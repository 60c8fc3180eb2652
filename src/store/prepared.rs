use tokio_postgres::Statement;
use tokio_postgres::types::ToSql;
use tracing::debug;

use crate::error::PlaceStoreError;
use crate::model::Place;
use crate::session::Session;

use super::{PlaceStore, execution_error};

/// A query compiled once on the session's connection and executed with fresh
/// bindings on each call.
///
/// The server-side statement belongs to one backend connection, so the
/// handle borrows the session it was prepared on and cannot outlive it.
pub struct PreparedPlaceQuery<'s> {
    session: &'s Session,
    stmt: Statement,
    sql: String,
}

impl std::fmt::Debug for PreparedPlaceQuery<'_> {
    fn fmt(&self, f: &mut std::fmt::Formatter<'_>) -> std::fmt::Result {
        f.debug_struct("PreparedPlaceQuery")
            .field("sql", &self.sql)
            .field("params", &self.stmt.params().len())
            .field("columns", &self.stmt.columns().len())
            .finish()
    }
}

impl<'s> PlaceStore<'s> {
    /// Compile `sql` for repeated execution. The query must select the
    /// `country`, `city`, and `telecode` columns (or `*`).
    ///
    /// # Errors
    /// Returns `PlaceStoreError::ExecutionError` if the server rejects the SQL.
    pub async fn prepare(&self, sql: &str) -> Result<PreparedPlaceQuery<'s>, PlaceStoreError> {
        debug!(sql, "prepare");
        let stmt = self
            .client()
            .prepare(sql)
            .await
            .map_err(execution_error("prepare place query"))?;

        Ok(PreparedPlaceQuery {
            session: self.session(),
            stmt,
            sql: sql.to_string(),
        })
    }
}

impl PreparedPlaceQuery<'_> {
    #[must_use]
    pub fn sql(&self) -> &str {
        &self.sql
    }

    /// Number of `$n` placeholders the statement expects.
    #[must_use]
    pub fn param_count(&self) -> usize {
        self.stmt.params().len()
    }

    /// Execute with `params` and decode the first returned row, if any.
    ///
    /// # Errors
    /// Returns `PlaceStoreError::ExecutionError` if execution fails (including
    /// a wrong number of parameters), or `PlaceStoreError::DecodeError`.
    pub async fn query_one(
        &self,
        params: &[&(dyn ToSql + Sync)],
    ) -> Result<Option<Place>, PlaceStoreError> {
        let rows = self.run(params).await?;
        rows.first().map(Place::try_from).transpose()
    }

    /// Execute with `params` and decode every returned row.
    ///
    /// # Errors
    /// Returns `PlaceStoreError::ExecutionError` or `PlaceStoreError::DecodeError`.
    pub async fn query_all(
        &self,
        params: &[&(dyn ToSql + Sync)],
    ) -> Result<Vec<Place>, PlaceStoreError> {
        let rows = self.run(params).await?;
        rows.iter().map(Place::try_from).collect()
    }

    async fn run(
        &self,
        params: &[&(dyn ToSql + Sync)],
    ) -> Result<Vec<tokio_postgres::Row>, PlaceStoreError> {
        debug!(sql = %self.sql, params = params.len(), "execute prepared");
        self.session
            .client()
            .query(&self.stmt, params)
            .await
            .map_err(execution_error("execute prepared place query"))
    }
}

+ + + + + + +

*YOUR INSTRUCTIONS:* Copy every line in the data above that has the string "with" in it.

*ANSWER BOX:*
/// A query compiled once on the session's connection and executed with fresh
    /// Execute with `params` and decode the first returned row, if any.
    /// Execute with `params` and decode every returned row.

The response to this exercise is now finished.